Dans tous les cas, la prévention aide à ralentir la progression d’un trouble et à lutter contre les effets du vieillissement. « Mais le cerveau n’est pas un muscle, donc il n’y a pas d’exercice type pour l’entraîner à mémoriser », relève Catherine Thomas-Antérion, qui voit une forme de business dans les ouvrages faisant de telles promesses. De plus, pointe Frédéric Blanc, notre « réserve cognitive » diffère selon notre niveau socio-culturel.

Des astuces pour alléger la charge mentale

Mais certains moyens de prévention génériques, comme la lutte contre l’hypertension, l’obésité, le diabète et le tabagisme, s’avèrent efficaces. Veiller à une bonne santé auditive et visuelle apparaît aussi précieux, car le lien social reste capital pour continuer d’interagir et ainsi préserver sa mémoire. Soigner son alimentation ou encore ralentir un rythme de vie trop intense, compte également. Ne pas hésiter, non plus, à écrire des pense-bêtes pour diminuer sa charge mentale et à décomposer les tâches, en cochant ce qui a été accompli, ce qui reste à mener à bien… « Établir une liste permet de lutter contre la fatigue qui, justement, peut causer des troubles de l’attention, donc de la mémoire », appuie Catherine Thomas-Antérion.

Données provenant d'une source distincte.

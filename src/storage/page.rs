//! Graph-page byte layout.
//!
//! A graph page is exactly one page long:
//!
//! ```text
//! u32 num_vertices
//! repeat num_vertices:
//!   u32 record_size            // bytes, including this field
//!   u32 vertex_id
//!   f32 x, y, z
//!   f32 vmbr low x,y,z / high x,y,z
//!   u32 link                   // x (record_size - 44) / 4
//! zero padding to page size
//! ```
//!
//! Before the rewrite pass a link slot holds a neighbour *vertex* id; after
//! it, the neighbour's *page* id. Intra-page neighbour ids are elided when
//! the page is first packed ("shrinking"), so every surviving slot is a
//! cross-page reference.

use std::convert::TryInto;

use smallvec::SmallVec;

use crate::geometry::{Box3, Vertex};
use crate::types::{DiasError, Result, VertexId};

/// Bytes of the per-page header (`num_vertices`).
pub const PAGE_HEADER_LEN: usize = 4;
/// Bytes of a vertex record before its link slots.
pub const RECORD_HEADER_LEN: usize = 44;
/// Bytes per link slot.
pub const LINK_LEN: usize = 4;

/// One vertex as stored on a graph page. The `links` hold raw `u32` slots:
/// vertex ids until the rewrite pass, page ids afterwards.
#[derive(Clone, Debug, PartialEq)]
pub struct VertexRecord {
    pub id: VertexId,
    pub coords: Vertex,
    pub vmbr: Box3,
    pub links: SmallVec<[u32; 16]>,
}

impl VertexRecord {
    pub fn new(id: VertexId, coords: Vertex, vmbr: Box3) -> Self {
        Self {
            id,
            coords,
            vmbr,
            links: SmallVec::new(),
        }
    }

    /// Serialized size of this record with all of its links.
    pub fn encoded_len(&self) -> usize {
        encoded_len_with_links(self.links.len())
    }

    pub fn encode(&self, dst: &mut Vec<u8>) {
        let size = self.encoded_len() as u32;
        dst.extend_from_slice(&size.to_le_bytes());
        dst.extend_from_slice(&self.id.0.to_le_bytes());
        for i in 0..3 {
            dst.extend_from_slice(&self.coords[i].to_le_bytes());
        }
        for i in 0..3 {
            dst.extend_from_slice(&self.vmbr.low[i].to_le_bytes());
        }
        for i in 0..3 {
            dst.extend_from_slice(&self.vmbr.high[i].to_le_bytes());
        }
        for link in &self.links {
            dst.extend_from_slice(&link.to_le_bytes());
        }
    }

    /// Decodes one record from the front of `buf`, returning it together
    /// with the number of bytes consumed.
    pub fn decode(buf: &[u8]) -> Result<(Self, usize)> {
        if buf.len() < RECORD_HEADER_LEN {
            return Err(DiasError::Corruption(
                "vertex record shorter than header".into(),
            ));
        }
        let size = read_u32(buf, 0) as usize;
        if size < RECORD_HEADER_LEN || size > buf.len() || (size - RECORD_HEADER_LEN) % LINK_LEN != 0
        {
            return Err(DiasError::Corruption(format!(
                "vertex record size {size} malformed"
            )));
        }
        let id = VertexId(read_u32(buf, 4));
        let coords = Vertex([read_f32(buf, 8), read_f32(buf, 12), read_f32(buf, 16)]);
        let vmbr = Box3::new(
            Vertex([read_f32(buf, 20), read_f32(buf, 24), read_f32(buf, 28)]),
            Vertex([read_f32(buf, 32), read_f32(buf, 36), read_f32(buf, 40)]),
        );
        let n_links = (size - RECORD_HEADER_LEN) / LINK_LEN;
        let mut links = SmallVec::with_capacity(n_links);
        for i in 0..n_links {
            links.push(read_u32(buf, RECORD_HEADER_LEN + i * LINK_LEN));
        }
        Ok((
            Self {
                id,
                coords,
                vmbr,
                links,
            },
            size,
        ))
    }
}

/// Serialized size of a record carrying `n_links` link slots.
pub fn encoded_len_with_links(n_links: usize) -> usize {
    RECORD_HEADER_LEN + n_links * LINK_LEN
}

/// Encodes a full page. Fails with `Corruption` if the records do not fit
/// the page budget; the caller (the packer) is responsible for shrinking.
pub fn encode_page(records: &[VertexRecord], page_size: usize) -> Result<Vec<u8>> {
    let payload: usize = PAGE_HEADER_LEN + records.iter().map(VertexRecord::encoded_len).sum::<usize>();
    if payload > page_size {
        return Err(DiasError::Corruption(format!(
            "page overflow: {payload} bytes of records exceed page size {page_size}"
        )));
    }
    let mut out = Vec::with_capacity(page_size);
    out.extend_from_slice(&(records.len() as u32).to_le_bytes());
    for record in records {
        record.encode(&mut out);
    }
    out.resize(page_size, 0);
    Ok(out)
}

/// Decodes every vertex record of a page.
pub fn decode_page(buf: &[u8]) -> Result<Vec<VertexRecord>> {
    if buf.len() < PAGE_HEADER_LEN {
        return Err(DiasError::Corruption("page shorter than header".into()));
    }
    let n = read_u32(buf, 0) as usize;
    let mut records = Vec::with_capacity(n);
    let mut off = PAGE_HEADER_LEN;
    for _ in 0..n {
        let (record, consumed) = VertexRecord::decode(&buf[off..])?;
        off += consumed;
        records.push(record);
    }
    Ok(records)
}

/// Applies `map` to every link slot of the page buffer in place, leaving
/// the rest of the layout untouched. Used by the rewrite pass to replace
/// neighbour vertex ids with page ids without re-encoding.
pub fn rewrite_links_in_place(
    buf: &mut [u8],
    mut map: impl FnMut(u32) -> Result<u32>,
) -> Result<()> {
    if buf.len() < PAGE_HEADER_LEN {
        return Err(DiasError::Corruption("page shorter than header".into()));
    }
    let n = read_u32(buf, 0) as usize;
    let mut off = PAGE_HEADER_LEN;
    for _ in 0..n {
        if off + RECORD_HEADER_LEN > buf.len() {
            return Err(DiasError::Corruption("vertex record truncated".into()));
        }
        let size = read_u32(buf, off) as usize;
        if size < RECORD_HEADER_LEN || off + size > buf.len() {
            return Err(DiasError::Corruption(format!(
                "vertex record size {size} malformed"
            )));
        }
        let mut slot = off + RECORD_HEADER_LEN;
        while slot < off + size {
            let mapped = map(read_u32(buf, slot))?;
            buf[slot..slot + LINK_LEN].copy_from_slice(&mapped.to_le_bytes());
            slot += LINK_LEN;
        }
        off += size;
    }
    Ok(())
}

fn read_u32(buf: &[u8], off: usize) -> u32 {
    u32::from_le_bytes(buf[off..off + 4].try_into().unwrap())
}

fn read_f32(buf: &[u8], off: usize) -> f32 {
    f32::from_le_bytes(buf[off..off + 4].try_into().unwrap())
}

Et pourquoi pas s’offrir des récréations ? Faire de l’exercice diminue de 30 % le risque de déclin cognitif, selon Maï Panchal, qui insiste sur l’importance de la régularité plus que de l’intensité. Sa recommandation : une heure de marche par jour, ou une activité physique similaire en cas de mobilité réduite. Bouger son corps pour stimuler son esprit.

* Il est également coordonnateur du Centre de mémoire, de ressources et de recherche de Strasbourg, et membre du laboratoire ICube, des sciences de l’ingénieur, de l’informatique et de l’imagerie.